10 things to avoid while recovering from depression [+ free printable worksheet]

10 April 2016


I'm still depressed more than I'd like to admit. The small stressors of life can easily swallow me up, and the depressed side of me is fast to react.

I repeatedly stop doing the very things that can help me, and I end up doing the things that perpetuate and worsen my symptoms.

Self-sabotage at it's best!

When you fail at your recovery regiment and find yourself with all your symptoms flared up, it is hard to get back to it especially with the feelings of guilt and thoughts of criticism but the longer you wallow in your failure, the more you delay getting better.

Sooner rather than later it's time to acknowledge the failure, allow the feelings of guilt, sadness, pain without the thoughts dwelling on them and then say: “Fine, I failed this time. It's okay. Time to restart.”

Restarting takes commitment, self-discipline, and dedication. Simply put it takes a lot of effort, and depression is known for exhausting effort with a lightning speed.

It also takes a certain amount of knowledge about oneself and the things that are best avoided when pursuing recovery.

1. Avoid keeping it to yourself

When the mood shifts, the stress piles up, or you feel something is not quite right, the clock starts ticking. Depression can creep up on you without you noticing but from there it can spiral pretty fast.

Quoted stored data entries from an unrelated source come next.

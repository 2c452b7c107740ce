//! Table error types.

use std::fmt;
use thiserror::Error;

use crate::types::{BookmarkId, RowKey};

/// Error codes for categorizing errors.
///
/// These codes can be used for programmatic error handling by the protocol
/// layer and are stable across versions.
#[derive(Debug, Clone, Copy, PartialEq, Eq, Hash)]
#[repr(u16)]
pub enum ErrorCode {
    // General errors (0x0000 - 0x00FF)
    /// Invalid argument provided.
    InvalidParameter = 0x0001,
    /// Invalid configuration.
    InvalidConfig = 0x0002,

    // Lookup errors (0x0100 - 0x01FF)
    /// Row not found.
    NotFound = 0x0100,
    /// Bookmark id unknown or invalidated.
    InvalidBookmark = 0x0101,

    // Resource errors (0x0200 - 0x02FF)
    /// A fixed-size resource is exhausted.
    ResourceExhausted = 0x0200,
    /// Memory allocation failed.
    OutOfMemory = 0x0201,

    // Integrity errors (0x0300 - 0x03FF)
    /// Structural invariant violated.
    Corrupted = 0x0300,
}

impl ErrorCode {
    /// Returns the numeric code.
    #[inline]
    #[must_use]
    pub const fn as_u16(self) -> u16 {
        self as u16
    }

    /// Returns the error category name.
    #[must_use]
    pub const fn category(&self) -> &'static str {
        match (*self as u16) >> 8 {
            0x00 => "General",
            0x01 => "Lookup",
            0x02 => "Resource",
            0x03 => "Integrity",
            _ => "Unknown",
        }
    }
}

impl fmt::Display for ErrorCode {
    fn fmt(&self, f: &mut fmt::Formatter<'_>) -> fmt::Result {
        write!(f, "{self:?}")
    }
}

/// The error type for table operations.
///
/// A failed mutation leaves the table exactly as it was before the call.
///
/// # Example
///
/// ```rust
/// use keytable_common::error::{ErrorCode, KeyTableError, KeyTableResult};
/// use keytable_common::types::RowKey;
///
/// fn lookup(key: RowKey) -> KeyTableResult<()> {
///     Err(KeyTableError::NotFound { key })
/// }
///
/// let err = lookup(RowKey::new(4, 0)).unwrap_err();
/// assert_eq!(err.code(), ErrorCode::NotFound);
/// ```
#[derive(Debug, Clone, PartialEq, Eq, Error)]
pub enum KeyTableError {
    /// No live row has the given key.
    #[error("row {key} not found")]
    NotFound {
        /// The missing row.
        key: RowKey,
    },

    /// An argument was malformed.
    #[error("invalid parameter: {message}")]
    InvalidParameter {
        /// Error message.
        message: String,
    },

    /// The bookmark is unknown or its row was deleted.
    #[error("invalid bookmark {id}")]
    InvalidBookmark {
        /// The bookmark id.
        id: BookmarkId,
    },

    /// The bookmark cap was reached.
    #[error("resource exhausted: limit of {limit} reached")]
    ResourceExhausted {
        /// The configured limit.
        limit: usize,
    },

    /// Allocation failed while creating a row.
    #[error("out of memory")]
    OutOfMemory,

    /// The integrity checker found a broken invariant.
    #[error("table corrupted: {reason}")]
    Corrupted {
        /// Description of the violation.
        reason: String,
    },

    /// Invalid configuration.
    #[error("invalid configuration: {message}")]
    InvalidConfig {
        /// Error message.
        message: String,
    },
}

impl KeyTableError {
    /// Returns the error code for this error.
    #[must_use]
    pub const fn code(&self) -> ErrorCode {
        match self {
            Self::NotFound { .. } => ErrorCode::NotFound,
            Self::InvalidParameter { .. } => ErrorCode::InvalidParameter,
            Self::InvalidBookmark { .. } => ErrorCode::InvalidBookmark,
            Self::ResourceExhausted { .. } => ErrorCode::ResourceExhausted,
            Self::OutOfMemory => ErrorCode::OutOfMemory,
            Self::Corrupted { .. } => ErrorCode::Corrupted,
            Self::InvalidConfig { .. } => ErrorCode::InvalidConfig,
        }
    }

    /// Creates an invalid parameter error.
    #[must_use]
    pub fn invalid_parameter(message: impl Into<String>) -> Self {
        Self::InvalidParameter {
            message: message.into(),
        }
    }

    /// Creates a corruption error.
    #[must_use]
    pub fn corrupted(reason: impl Into<String>) -> Self {
        Self::Corrupted {
            reason: reason.into(),
        }
    }

    /// Creates an invalid configuration error.
    #[must_use]
    pub fn invalid_config(message: impl Into<String>) -> Self {
        Self::InvalidConfig {
            message: message.into(),
        }
    }
}

/// A non-fatal condition reported next to a successful result.
///
/// Callers must not treat a warning as a failure.
#[derive(Debug, Clone, Copy, PartialEq, Eq, Hash)]
pub enum Warning {
    /// The row a bookmark refers to has moved since the bookmark was created.
    PositionChanged,
}

impl fmt::Display for Warning {
    fn fmt(&self, f: &mut fmt::Formatter<'_>) -> fmt::Result {
        match self {
            Self::PositionChanged => write!(f, "position changed"),
        }
    }
}
//! Table statistics for monitoring and debugging.

use std::sync::atomic::{AtomicU64, Ordering};

/// Counters for table operations.
///
/// A disabled instance ignores every `record_*` call.
#[derive(Debug)]
pub struct TableStats {
    enabled: bool,
    /// Rows inserted under a new key.
    rows_added: AtomicU64,
    /// Rows re-sorted under an existing key.
    rows_modified: AtomicU64,
    /// Upserts whose sort key was unchanged.
    noop_updates: AtomicU64,
    /// Rows removed by `delete`. A re-sort counts as a modification only.
    rows_deleted: AtomicU64,
    /// Single AVL rotations.
    rotations: AtomicU64,
    /// Rank seeks.
    seeks: AtomicU64,
    /// Rows hidden by category collapse.
    rows_hidden: AtomicU64,
    /// Rows unhidden by category expand.
    rows_unhidden: AtomicU64,
    /// Bookmarks created.
    bookmarks_created: AtomicU64,
}

impl Default for TableStats {
    fn default() -> Self {
        Self::with_enabled(true)
    }
}

impl TableStats {
    /// Creates new, enabled statistics.
    pub fn new() -> Self {
        Self::default()
    }

    /// Creates statistics that may ignore every record call.
    pub fn with_enabled(enabled: bool) -> Self {
        Self {
            enabled,
            rows_added: AtomicU64::new(0),
            rows_modified: AtomicU64::new(0),
            noop_updates: AtomicU64::new(0),
            rows_deleted: AtomicU64::new(0),
            rotations: AtomicU64::new(0),
            seeks: AtomicU64::new(0),
            rows_hidden: AtomicU64::new(0),
            rows_unhidden: AtomicU64::new(0),
            bookmarks_created: AtomicU64::new(0),
        }
    }

    /// Returns true if recording is enabled.
    pub fn is_enabled(&self) -> bool {
        self.enabled
    }

    #[inline]
    fn bump(&self, counter: &AtomicU64, n: u64) {
        if self.enabled {
            counter.fetch_add(n, Ordering::Relaxed);
        }
    }

    /// Records a row insertion.
    #[inline]
    pub fn record_add(&self) {
        self.bump(&self.rows_added, 1);
    }

    /// Records a re-sort of an existing row.
    #[inline]
    pub fn record_modify(&self) {
        self.bump(&self.rows_modified, 1);
    }

    /// Records an upsert that left the row in place.
    #[inline]
    pub fn record_noop(&self) {
        self.bump(&self.noop_updates, 1);
    }

    /// Records a row deletion.
    #[inline]
    pub fn record_delete(&self) {
        self.bump(&self.rows_deleted, 1);
    }

    /// Records a rotation.
    #[inline]
    pub fn record_rotation(&self) {
        self.bump(&self.rotations, 1);
    }

    /// Records a seek.
    #[inline]
    pub fn record_seek(&self) {
        self.bump(&self.seeks, 1);
    }

    /// Records rows hidden by a collapse.
    #[inline]
    pub fn record_hidden(&self, n: usize) {
        self.bump(&self.rows_hidden, n as u64);
    }

    /// Records rows unhidden by an expand.
    #[inline]
    pub fn record_unhidden(&self, n: usize) {
        self.bump(&self.rows_unhidden, n as u64);
    }

    /// Records a bookmark creation.
    #[inline]
    pub fn record_bookmark(&self) {
        self.bump(&self.bookmarks_created, 1);
    }

    /// Returns rows added.
    pub fn rows_added(&self) -> u64 {
        self.rows_added.load(Ordering::Relaxed)
    }

    /// Returns rows modified.
    pub fn rows_modified(&self) -> u64 {
        self.rows_modified.load(Ordering::Relaxed)
    }

    /// Returns no-op updates.
    pub fn noop_updates(&self) -> u64 {
        self.noop_updates.load(Ordering::Relaxed)
    }

    /// Returns rows deleted.
    pub fn rows_deleted(&self) -> u64 {
        self.rows_deleted.load(Ordering::Relaxed)
    }

    /// Returns rotations.
    pub fn rotations(&self) -> u64 {
        self.rotations.load(Ordering::Relaxed)
    }

    /// Returns seeks.
    pub fn seeks(&self) -> u64 {
        self.seeks.load(Ordering::Relaxed)
    }

    /// Returns rows hidden.
    pub fn rows_hidden(&self) -> u64 {
        self.rows_hidden.load(Ordering::Relaxed)
    }

    /// Returns rows unhidden.
    pub fn rows_unhidden(&self) -> u64 {
        self.rows_unhidden.load(Ordering::Relaxed)
    }

    /// Returns bookmarks created.
    pub fn bookmarks_created(&self) -> u64 {
        self.bookmarks_created.load(Ordering::Relaxed)
    }

    /// Resets all statistics.
    pub fn reset(&self) {
        self.rows_added.store(0, Ordering::Relaxed);
        self.rows_modified.store(0, Ordering::Relaxed);
        self.noop_updates.store(0, Ordering::Relaxed);
        self.rows_deleted.store(0, Ordering::Relaxed);
        self.rotations.store(0, Ordering::Relaxed);
        self.seeks.store(0, Ordering::Relaxed);
        self.rows_hidden.store(0, Ordering::Relaxed);
        self.rows_unhidden.store(0, Ordering::Relaxed);
        self.bookmarks_created.store(0, Ordering::Relaxed);
    }
}

impl Clone for TableStats {
    fn clone(&self) -> Self {
        Self {
            enabled: self.enabled,
            rows_added: AtomicU64::new(self.rows_added()),
            rows_modified: AtomicU64::new(self.rows_modified()),
            noop_updates: AtomicU64::new(self.noop_updates()),
            rows_deleted: AtomicU64::new(self.rows_deleted()),
            rotations: AtomicU64::new(self.rotations()),
            seeks: AtomicU64::new(self.seeks()),
            rows_hidden: AtomicU64::new(self.rows_hidden()),
            rows_unhidden: AtomicU64::new(self.rows_unhidden()),
            bookmarks_created: AtomicU64::new(self.bookmarks_created()),
        }
    }
}

impl std::fmt::Display for TableStats {
    fn fmt(&self, f: &mut std::fmt::Formatter<'_>) -> std::fmt::Result {
        write!(
            f,
            "TableStats {{ added: {}, modified: {}, noop: {}, deleted: {}, rotations: {}, seeks: {}, hidden: {}, unhidden: {}, bookmarks: {} }}",
            self.rows_added(),
            self.rows_modified(),
            self.noop_updates(),
            self.rows_deleted(),
            self.rotations(),
            self.seeks(),
            self.rows_hidden(),
            self.rows_unhidden(),
            self.bookmarks_created()
        )
    }
}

The worse thing you can do is keeping quiet and isolating yourself.

Having a stable friend, the best one may be a therapist, who you can rely on and go to in times of crisis can prevent the downward spiral.

Having that one person who you keep talking to regularly may be helpful with monitoring your state of mind, perhaps they can notice things soon enough and encourage you to take action in the right direction.

Depression is not something anyone should battle alone, support and positive encouragement is vital to our recovery.

And although the internet is a great place, it cannot replace the real people in your life. You need friends, family, doctors, and anyone who is near and you can talk to.

Nothing is as dark as depression makes it, it's imperative that you reach out and seek help!


2. So you never ask for help?

Asking for help can be excruciating especially when your thoughts are constantly nagging you about your worthlessness.

But it's not the only reason why we have trouble asking for help.

It takes courage and vulnerability. And that's not easy to do if you don't feel safe.

It also requires sucking up our pride and letting go of false beliefs, such as “I should be able to do this myself.” “I cannot believe I'm so useless.” “I don't want to bother anyone.” “Surely nobody has time for this.”

Unfortunately not asking for help can bring more stress into the body and make recovery so much harder.

Find that someone – a medical professional, a friend, a parent or a partner, someone you feel safe with and ask for help. It can be anything a medication adjustment, small or big tasks around the house or help with the children.

Asking for help is not a sign of weakness, we all need a little nudge every now and then.


3. Ditch the bad sleeping habits

Depression affects sleep in the strangest ways, and it goes the other way round too.

I find it almost impossible to get undisturbed whole night sleep and wake up refreshed in the morning which makes me tired and sleepy during the day.

And then there are days when I'm so exhausted that I can sleep two days in a row.

But we can still do some things to get better and more regular sleep. The usual advice is no caffeine, no alcohol or drugs, exercise regularly, at least, three times a week, eat a healthy diet, make your bed a designated place for just sleep (and sex unless depression stole your appetite too), and most importantly have a sleeping routine.

Have a set bedtime, know what works for you and be unapologetic!

I usually go to bed between 10 pm and 11 pm anything after this time, and I'm set for a disaster. I try to wake up every day at 7 am but sometimes I sleep a little longer which comes with consequences like guilt and may be a migraine.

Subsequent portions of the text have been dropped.